Tilton's first communication to employees reflected the unique tension of a company's whose unionized workers are also its owners. "Our highest priorities must be to restore employee trust and revive investor and consumer confidence," he said in a written statement on Monday. "That means working cooperatively with all of United's stakeholders on a plan to address near-term financial issues and develop a much-needed, long-term strategy for the company's renewed growth. We can only reach these goals through a genuine partnership with our employees and their unions."

Along with the rest of UAL's board, labor voted in favor of Tilton's appointment and voiced hope that he can lead the company back toward profitability. "This is an opportunity for United's new CEO to put in place a team capable of managing a multibillion-dollar, employee-owned company," said Tom Buffenbarger, international president of the International Association of Machinists and Aerospace Workers. "The last team forgot that our members own the airline and that the employees are United Airlines' most valuable asset."

Tilton at the Windmill?

But one of the main factors in CSFB's downgrade was labor's general refusal to grant concessions -- something Tilton's appointment may not change. "UAL's unions remain in deep denial about the dire circumstances in which their company finds itself, and we believe it's nearly impossible that UAL will gain labor cost savings that will pass muster with the Air Transportation Stabilization Board," wrote Higgins.
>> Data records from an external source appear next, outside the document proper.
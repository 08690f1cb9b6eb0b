//! Evaluation engine
//!
//! Fans out independent reads for every watched position, runs the pure
//! valuation pipeline (holdings -> range -> risk) on each snapshot, and
//! aggregates the outcomes. Reads are concurrent and individually
//! timeout-bounded; aggregation waits for all of them because the
//! portfolio denominators depend on the final count.

use crate::config::WatchedPosition;
use crate::error::{Error, Result};
use crate::portfolio::{self, PortfolioSnapshot, PositionFailure, PositionReport};
use crate::range;
use crate::reader::{
    read_with_timeout, PoolState, PoolStateReader, PositionState, PositionStateReader,
};
use crate::risk;
use crate::valuation::{format_token_amount, token_amounts};
use std::time::Duration;
use tracing::{debug, info, warn};

/// Drives position evaluation against an injected chain reader.
pub struct MonitorEngine<R> {
    reader: R,
    read_timeout: Duration,
}

impl<R> MonitorEngine<R>
where
    R: PoolStateReader + PositionStateReader,
{
    pub fn new(reader: R, read_timeout: Duration) -> Self {
        Self {
            reader,
            read_timeout,
        }
    }

    /// Evaluates every watched position concurrently and aggregates the
    /// results.
    ///
    /// Per-position failures (unreadable data, malformed ranges) are
    /// recovered locally and reported in the snapshot's errors list.
    /// `Error::Overflow` means the math itself is broken and aborts the
    /// whole batch.
    pub async fn evaluate_all(&self, watched: &[WatchedPosition]) -> Result<PortfolioSnapshot> {
        info!(positions = watched.len(), "evaluating portfolio");
        let evaluations = watched.iter().map(|w| self.evaluate_one(w));
        let results = futures::future::join_all(evaluations).await;

        let mut outcomes = Vec::with_capacity(results.len());
        for (w, result) in watched.iter().zip(results) {
            match result {
                Ok(report) => outcomes.push(Ok(report)),
                Err(error) if error.is_per_position() => {
                    warn!(position = %w.position_id, %error, "position skipped");
                    outcomes.push(Err(PositionFailure {
                        position_id: w.position_id.clone(),
                        error: error.to_string(),
                    }));
                }
                Err(fatal) => return Err(fatal),
            }
        }

        let snapshot = portfolio::aggregate(outcomes);
        info!(
            evaluable = snapshot.evaluable,
            failed = snapshot.errors.len(),
            overall = snapshot.overall_risk.name(),
            "portfolio evaluated"
        );
        Ok(snapshot)
    }

    /// Evaluates one position by id, reading its pool through the reader.
    pub async fn evaluate_single(&self, position_id: &str) -> Result<PositionReport> {
        let position = read_with_timeout(
            "position state",
            self.read_timeout,
            self.reader.position_state(position_id),
        )
        .await?;
        let pool = read_with_timeout(
            "pool state",
            self.read_timeout,
            self.reader.pool_state(&position.pool_id),
        )
        .await?;
        evaluate_position(position_id, &pool, &position)
    }

    async fn evaluate_one(&self, watched: &WatchedPosition) -> Result<PositionReport> {
        let report = self.evaluate_single(&watched.position_id).await?;
        if report.pool_id != watched.pool_id {
            warn!(
                position = %watched.position_id,
                configured = %watched.pool_id,
                actual = %report.pool_id,
                "configured pool does not match position's pool"
            );
        }
        Ok(report)
    }
}

/// Pure valuation pipeline for one position snapshot. Identical inputs
/// always yield an identical report.
pub fn evaluate_position(
    position_id: &str,
    pool: &PoolState,
    position: &PositionState,
) -> Result<PositionReport> {
    if position.tick_lower >= position.tick_upper {
        return Err(Error::InvalidRange {
            lower: position.tick_lower,
            upper: position.tick_upper,
        });
    }

    let amounts = token_amounts(
        position.liquidity,
        position.tick_lower,
        position.tick_upper,
        pool.current_tick,
        pool.sqrt_price_x96,
    )?;
    let status = range::classify(position.tick_lower, position.tick_upper, pool.current_tick);
    let assessment = risk::assess(&status, position.tick_upper - position.tick_lower);

    debug!(
        position = position_id,
        in_range = status.in_range,
        urgency = assessment.urgency_score,
        "position evaluated"
    );

    Ok(PositionReport {
        position_id: position_id.to_string(),
        pool_id: position.pool_id.clone(),
        pair: format!(
            "{}/{} {}%",
            pool.token0.symbol,
            pool.token1.symbol,
            pool.fee_tier as f64 / 10_000.0
        ),
        amount0: format_token_amount(amounts.amount0, pool.token0.decimals),
        amount1: format_token_amount(amounts.amount1, pool.token1.decimals),
        uncollected_fees0: position
            .uncollected_fees0
            .map(|fees| format_token_amount(fees, pool.token0.decimals)),
        uncollected_fees1: position
            .uncollected_fees1
            .map(|fees| format_token_amount(fees, pool.token1.decimals)),
        in_range: status.in_range,
        edge_distance_percent: status.edge_distance_percent,
        risk_level: assessment.risk_level,
        urgency_score: assessment.urgency_score,
        concentration: assessment.concentration,
    })
}

#[cfg(test)]
mod tests {
    use super::*;
    use crate::math::sqrt_price_at_tick;
    use crate::risk::RiskLevel;
    use crate::tokens::TokenMeta;
    use alloy::primitives::U256;
    use async_trait::async_trait;
    use std::collections::HashMap;

    struct MockReader {
        pools: HashMap<String, PoolState>,
        positions: HashMap<String, PositionState>,
    }

    #[async_trait]
    impl PoolStateReader for MockReader {
        async fn pool_state(&self, pool_id: &str) -> Result<PoolState> {
            self.pools
                .get(pool_id)
                .cloned()
                .ok_or_else(|| Error::DataUnavailable(format!("no pool {pool_id}")))
        }
    }

    #[async_trait]
    impl PositionStateReader for MockReader {
        async fn position_state(&self, position_id: &str) -> Result<PositionState> {
            self.positions
                .get(position_id)
                .cloned()
                .ok_or_else(|| Error::DataUnavailable(format!("no position {position_id}")))
        }
    }

    fn pool_at_tick(tick: i32) -> PoolState {
        PoolState {
            current_tick: tick,
            sqrt_price_x96: sqrt_price_at_tick(tick).unwrap(),
            token0: TokenMeta::new("WETH", 18),
            token1: TokenMeta::new("USDC", 6),
            fee_tier: 500,
        }
    }

    fn position(tick_lower: i32, tick_upper: i32, liquidity: u128) -> PositionState {
        PositionState {
            pool_id: "0xpool".to_string(),
            tick_lower,
            tick_upper,
            liquidity,
            uncollected_fees0: None,
            uncollected_fees1: None,
        }
    }

    fn watched(ids: &[&str]) -> Vec<WatchedPosition> {
        ids.iter()
            .map(|id| WatchedPosition {
                position_id: id.to_string(),
                pool_id: "0xpool".to_string(),
            })
            .collect()
    }

    fn engine_with(
        pools: Vec<(&str, PoolState)>,
        positions: Vec<(&str, PositionState)>,
    ) -> MonitorEngine<MockReader> {
        let reader = MockReader {
            pools: pools
                .into_iter()
                .map(|(k, v)| (k.to_string(), v))
                .collect(),
            positions: positions
                .into_iter()
                .map(|(k, v)| (k.to_string(), v))
                .collect(),
        };
        MonitorEngine::new(reader, Duration::from_secs(1))
    }

    #[test]
    fn test_evaluate_position_deep_in_range() {
        let report =
            evaluate_position("1", &pool_at_tick(0), &position(-1000, 1000, 1_000_000)).unwrap();
        assert!(report.in_range);
        assert_eq!(report.edge_distance_percent, Some(50.0));
        assert_eq!(report.risk_level, RiskLevel::Low);
        assert_eq!(report.urgency_score, 10);
    }

    #[test]
    fn test_evaluate_position_out_of_range_below() {
        let report =
            evaluate_position("1", &pool_at_tick(-1500), &position(-1000, 1000, 1_000_000))
                .unwrap();
        assert!(!report.in_range);
        assert_eq!(report.risk_level, RiskLevel::Critical);
        assert_eq!(report.urgency_score, 100);
        // All value sits in token0 below the range.
        assert_eq!(report.amount1, "0");
        assert_ne!(report.amount0, "0");
    }

    #[test]
    fn test_fees_reported_only_when_known() {
        // A source that cannot supply fees yields no fee figures at all;
        // an actual zero balance is a different answer.
        let mut state = position(-1000, 1000, 1_000_000);
        let report = evaluate_position("1", &pool_at_tick(0), &state).unwrap();
        assert_eq!(report.uncollected_fees0, None);
        assert_eq!(report.uncollected_fees1, None);

        state.uncollected_fees0 = Some(U256::from(1_500_000_000_000_000_000u128));
        state.uncollected_fees1 = Some(U256::from(2_000_000u64));
        let report = evaluate_position("1", &pool_at_tick(0), &state).unwrap();
        assert_eq!(report.uncollected_fees0.as_deref(), Some("1.5"));
        assert_eq!(report.uncollected_fees1.as_deref(), Some("2"));
    }

    #[test]
    fn test_evaluate_position_rejects_malformed_range() {
        assert!(matches!(
            evaluate_position("1", &pool_at_tick(0), &position(1000, -1000, 1)),
            Err(Error::InvalidRange { .. })
        ));
    }

    #[tokio::test]
    async fn test_unreadable_position_among_three() {
        let engine = engine_with(
            vec![("0xpool", pool_at_tick(0))],
            vec![
                ("a", position(-1000, 1000, 1_000_000)),
                // "b" missing: reader returns DataUnavailable
                ("c", position(-2000, -1500, 1_000_000)),
            ],
        );
        let snapshot = engine.evaluate_all(&watched(&["a", "b", "c"])).await.unwrap();
        assert_eq!(snapshot.total_positions, 3);
        assert_eq!(snapshot.evaluable, 2);
        assert_eq!(snapshot.errors.len(), 1);
        assert_eq!(snapshot.errors[0].position_id, "b");
        // Aggregates computed only over the two evaluable positions:
        // one in range (LOW), one above its range (CRITICAL).
        assert_eq!(snapshot.out_of_range_ratio, 0.5);
        assert_eq!(snapshot.avg_urgency, 55.0);
        assert_eq!(snapshot.overall_risk, RiskLevel::Critical);
    }

    #[tokio::test]
    async fn test_malformed_range_recovered_locally() {
        let engine = engine_with(
            vec![("0xpool", pool_at_tick(0))],
            vec![
                ("good", position(-1000, 1000, 1_000_000)),
                ("bad", position(500, 500, 1_000_000)),
            ],
        );
        let snapshot = engine
            .evaluate_all(&watched(&["good", "bad"]))
            .await
            .unwrap();
        assert_eq!(snapshot.evaluable, 1);
        assert_eq!(snapshot.errors.len(), 1);
        assert!(snapshot.errors[0].error.contains("invalid tick range"));
    }

    #[tokio::test]
    async fn test_reports_sorted_most_urgent_first() {
        let engine = engine_with(
            vec![("0xpool", pool_at_tick(0))],
            vec![
                ("calm", position(-5000, 5000, 1_000_000)),
                ("edgy", position(-2000, 50, 1_000_000)), // 2.4% from upper edge
            ],
        );
        let snapshot = engine
            .evaluate_all(&watched(&["calm", "edgy"]))
            .await
            .unwrap();
        assert_eq!(snapshot.positions[0].position_id, "edgy");
        assert_eq!(snapshot.positions[0].urgency_score, 90);
    }

    #[tokio::test]
    async fn test_single_position_report() {
        let engine = engine_with(
            vec![("0xpool", pool_at_tick(0))],
            vec![("a", position(-1000, 1000, 1_000_000))],
        );
        let report = engine.evaluate_single("a").await.unwrap();
        assert_eq!(report.pair, "WETH/USDC 0.05%");
        assert!(report.in_range);
    }
}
Others were similarly unimpressed by the Labor Day love-in. "It's great that the unions supported him, but they were initially supportive of Creighton as well. And they didn't want to deal with him when push came to shove," said Jonathan Schrader, airline analyst with Morningstar.com. "You're talking about big cuts to salary, which no one wants. Just because you have a change in leadership doesn't mean negotiations become all that smoother."

Time is running out. United has $1 billion in loan refinancing due in the next four months and needs to revise its application for a $1.8 billion loan guarantee from the ATSB to prove it can reduce its cost structure. While it has ample liquidity to keep going for the time being, it will need deep concessions from labor in order to continue as a going concern.

Late last week, United announced its plan to cut labor costs by $9 billion over the next six years, but all three unions balked at the deal because it required them to negotiate with interim management and sacrifice far more than the parent company. Unions were expected to shoulder $1.5 billion of the $2.5 billion in annual cost savings United hoped to achieve.

"United management wants its employees to invest $9 billion of our hard-earned money in an airline with no plan and no leader," said Greg Davidowitch, president of Association of Flight Attendants, on Friday afternoon, echoing statements from machinists and pilots.

The Bottom Line

Both unions and management have an interest in United avoiding bankruptcy, since the equity stakes each hold will be worth nothing if the company files Chapter 11. But the threat of bankruptcy alone hasn't been enough, thus far, to force unions to bend.

When former CEO Creighton announced that United would seek bankruptcy if labor refused to give concessions, only pilots tossed management a bone in the form of a conditional proposal offering far less than what management wanted.

"In the end, we've see some kind of deal from pilots. But the mechanics and flight attendants weren't going to concede," said Schrader. "They've been steadfast in saying they're not giving anything back and that they've already given their concessions. I'm not sure, all of a sudden, that Tilton will change their way of thinking."